The plot is pregnant enough, and as, at bottom, it is concerned only with two persons, I have concentrated my attention on these, introducing only one subordinate figure, the cook, and keeping the unfortunate spirit of the father hovering above and beyond the
## action. I have done this because I believe I have noticed that the
psychological processes are what interest the people of our own day more than anything else. Our souls, so eager for knowledge, cannot rest satisfied with seeing what happens, but must also learn how it comes to happen! What we want to see are just the wires, the machinery. We want to investigate the box with the false bottom, touch the magic ring in order to find the suture, and look into the cards to discover how they are marked.
In this I have taken for models the monographic novels of the brothers de Goncourt, which have appealed more to me than any other modern literature.
Turning to the technical side of the composition, I have tried to abolish the division into acts.

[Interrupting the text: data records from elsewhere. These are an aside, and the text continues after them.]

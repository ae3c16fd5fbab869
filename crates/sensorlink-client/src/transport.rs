// Copyright 2026 U.S. Federal Government (in countries where recognized)
// SPDX-License-Identifier: Apache-2.0

//! Publish/subscribe transport boundary.
//!
//! The time roles talk to the network only through [`PubSubClient`], one
//! node's connection to a broker. A transport is best-effort: `publish` may
//! silently lose, duplicate, or reorder messages, and callbacks may run
//! concurrently with each other.
//!
//! [`LocalBroker`] is an in-process broker. Each node connects with
//! [`LocalBroker::client`] and gets its own [`LocalClient`], so one node
//! unsubscribing or disconnecting never touches another node's
//! subscriptions. Every message is delivered on its own tokio task, and the
//! broker can be told to drop messages on a channel to exercise the retry
//! path.

use std::collections::HashMap;
use std::fmt;
use std::sync::atomic::{AtomicBool, Ordering};
use std::sync::{Arc, Mutex, MutexGuard, PoisonError};

use tokio::runtime::Handle;
use tracing::{debug, trace};

use crate::error::ClientError;

/// Callback invoked with `(channel, payload)` for each delivered message.
pub type PubSubCallback = Arc<dyn Fn(&str, &[u8]) + Send + Sync>;

/// One node's best-effort publish/subscribe connection.
pub trait PubSubClient: Send + Sync {
    /// Close this connection and drop every subscription it made.
    fn disconnect(&self);

    /// Register one more callback for `channel`. Subscriptions are additive.
    fn subscribe(&self, channel: &str, callback: PubSubCallback);

    /// Remove every callback this connection registered for `channel`.
    fn unsubscribe(&self, channel: &str);

    /// Send `data` to every subscriber of `channel`, without any delivery or
    /// ordering guarantee.
    fn publish(&self, channel: &str, data: &[u8]);
}

/// Channel a time client publishes requests on.
///
/// ```
/// use sensorlink_client::transport::time_request_channel;
///
/// assert_eq!(time_request_channel("hub"), "hub/time/request");
/// ```
pub fn time_request_channel(address: impl fmt::Display) -> String {
    format!("{address}/time/request")
}

/// Channel a time server publishes time datagrams on.
pub fn time_channel(address: impl fmt::Display) -> String {
    format!("{address}/time")
}

struct Subscription {
    client: u64,
    callback: PubSubCallback,
}

#[derive(Default)]
struct BrokerState {
    subscriptions: HashMap<String, Vec<Subscription>>,
    pending_drops: HashMap<String, usize>,
    next_client: u64,
}

struct BrokerShared {
    state: Mutex<BrokerState>,
    handle: Handle,
}

impl BrokerShared {
    fn lock(&self) -> MutexGuard<'_, BrokerState> {
        self.state.lock().unwrap_or_else(PoisonError::into_inner)
    }

    fn publish(&self, channel: &str, data: &[u8]) {
        // Snapshot the callbacks so none of them runs under the lock.
        let callbacks: Vec<PubSubCallback> = {
            let mut state = self.lock();
            if let Some(remaining) = state.pending_drops.get_mut(channel)
                && *remaining > 0
            {
                *remaining -= 1;
                debug!(channel, remaining = *remaining, "dropping message");
                return;
            }
            match state.subscriptions.get(channel) {
                Some(subs) => subs.iter().map(|sub| Arc::clone(&sub.callback)).collect(),
                None => return,
            }
        };

        trace!(channel, len = data.len(), subscribers = callbacks.len(), "delivering");
        let channel: Arc<str> = Arc::from(channel);
        let data: Arc<[u8]> = Arc::from(data);
        for callback in callbacks {
            let channel = Arc::clone(&channel);
            let data = Arc::clone(&data);
            self.handle.spawn(async move {
                callback(&*channel, &*data);
            });
        }
    }

    /// Remove `client`'s subscriptions on `channel`, or on every channel.
    ///
    /// The removed callbacks are returned so the caller drops them after
    /// releasing the lock; a callback may own the last handle to a client.
    fn take(state: &mut BrokerState, client: u64, channel: Option<&str>) -> Vec<Subscription> {
        let mut removed = Vec::new();
        state.subscriptions.retain(|name, subs| {
            if channel.is_none_or(|c| c == name.as_str()) {
                let (gone, kept): (Vec<_>, Vec<_>) = std::mem::take(subs)
                    .into_iter()
                    .partition(|sub| sub.client == client);
                *subs = kept;
                removed.extend(gone);
            }
            !subs.is_empty()
        });
        removed
    }
}

/// In-process broker.
///
/// Nodes connect with [`client`](LocalBroker::client). Every callback
/// registered for a channel, by any connected client, receives each message
/// published on it, each on a separately spawned task.
///
/// Cloning yields another handle to the same broker.
#[derive(Clone)]
pub struct LocalBroker {
    shared: Arc<BrokerShared>,
}

impl LocalBroker {
    /// Create a broker that delivers on the current tokio runtime.
    pub fn new() -> Result<Self, ClientError> {
        let handle = Handle::try_current().map_err(|_| ClientError::NoRuntime)?;
        Ok(Self::with_handle(handle))
    }

    /// Create a broker that delivers on the runtime behind `handle`.
    pub fn with_handle(handle: Handle) -> Self {
        LocalBroker {
            shared: Arc::new(BrokerShared {
                state: Mutex::new(BrokerState::default()),
                handle,
            }),
        }
    }

    /// Open a new connection for one node.
    pub fn client(&self) -> Arc<LocalClient> {
        let id = {
            let mut state = self.shared.lock();
            state.next_client += 1;
            state.next_client
        };
        trace!(client = id, "client connected");
        Arc::new(LocalClient {
            id,
            broker: Arc::clone(&self.shared),
            connected: AtomicBool::new(true),
        })
    }

    /// Silently discard the next `count` messages published on `channel`.
    ///
    /// Calls accumulate.
    pub fn drop_next(&self, channel: &str, count: usize) {
        let mut state = self.shared.lock();
        *state.pending_drops.entry(channel.to_owned()).or_default() += count;
    }

    /// Number of callbacks currently registered for `channel`, across all
    /// clients.
    pub fn subscription_count(&self, channel: &str) -> usize {
        self.shared.lock().subscriptions.get(channel).map_or(0, Vec::len)
    }
}

impl fmt::Debug for LocalBroker {
    fn fmt(&self, f: &mut fmt::Formatter<'_>) -> fmt::Result {
        let state = self.shared.lock();
        f.debug_struct("LocalBroker")
            .field("channels", &state.subscriptions.len())
            .field("clients", &state.next_client)
            .finish()
    }
}

/// One node's connection to a [`LocalBroker`].
///
/// Dropping the last handle disconnects it.
pub struct LocalClient {
    id: u64,
    broker: Arc<BrokerShared>,
    // Only changed under the broker lock.
    connected: AtomicBool,
}

impl LocalClient {
    /// Whether [`disconnect`](PubSubClient::disconnect) has not been called.
    pub fn is_connected(&self) -> bool {
        self.connected.load(Ordering::SeqCst)
    }

    /// Number of callbacks this client has registered for `channel`.
    pub fn subscription_count(&self, channel: &str) -> usize {
        self.broker
            .lock()
            .subscriptions
            .get(channel)
            .map_or(0, |subs| subs.iter().filter(|sub| sub.client == self.id).count())
    }
}

impl fmt::Debug for LocalClient {
    fn fmt(&self, f: &mut fmt::Formatter<'_>) -> fmt::Result {
        f.debug_struct("LocalClient")
            .field("id", &self.id)
            .field("connected", &self.is_connected())
            .finish()
    }
}

impl PubSubClient for LocalClient {
    fn disconnect(&self) {
        let removed = {
            let mut state = self.broker.lock();
            if !self.connected.swap(false, Ordering::SeqCst) {
                return;
            }
            BrokerShared::take(&mut state, self.id, None)
        };
        debug!(client = self.id, dropped = removed.len(), "local client disconnected");
    }

    fn subscribe(&self, channel: &str, callback: PubSubCallback) {
        let mut state = self.broker.lock();
        if !self.is_connected() {
            debug!(client = self.id, channel, "subscribe after disconnect ignored");
            return;
        }
        state
            .subscriptions
            .entry(channel.to_owned())
            .or_default()
            .push(Subscription {
                client: self.id,
                callback,
            });
        trace!(client = self.id, channel, "subscribed");
    }

    fn unsubscribe(&self, channel: &str) {
        let removed = BrokerShared::take(&mut self.broker.lock(), self.id, Some(channel));
        trace!(client = self.id, channel, dropped = removed.len(), "unsubscribed");
    }

    fn publish(&self, channel: &str, data: &[u8]) {
        if !self.is_connected() {
            return;
        }
        self.broker.publish(channel, data);
    }
}

impl Drop for LocalClient {
    fn drop(&mut self) {
        self.disconnect();
    }
}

And I have done so because I have come to fear that our decreasing capacity for illusion might be unfavourably affected by intermissions during which the spectator would have time to reflect and to get away from the suggestive influence of the author-hypnotist. My play will probably last an hour and a half, and as it is possible to listen that length of time, or longer, to a lecture, a sermon, or a debate, I have imagined that a theatrical performance could not become fatiguing in the same time. As early as 1872, in one of my first dramatic experiments, "The Outlaw," I tried the same concentrated form, but with scant success. The play was written in five acts and wholly completed when I became aware of the restless, scattered effect it produced. Then I burned it, and out of the ashes rose a single, well-built act, covering fifty printed pages, and taking hour for its performance. Thus the form of the present play is not new, but it seems to be my own, and changing aesthetical conventions may possibly make it timely.
My hope is still for a public educated to the point where it can sit through a whole-evening performance in a single act. But that point cannot be reached without a great deal of experimentation. In the meantime I have resorted to three art forms that are to provide resting-places for the public and the actors, without letting the public escape from the illusion induced. All these forms are subsidiary to the drama. They are the monologue, the pantomime, and the dance, all of them belonging originally to the tragedy of classical antiquity. For the monologue has sprung from the monody, and the chorus has developed into the ballet.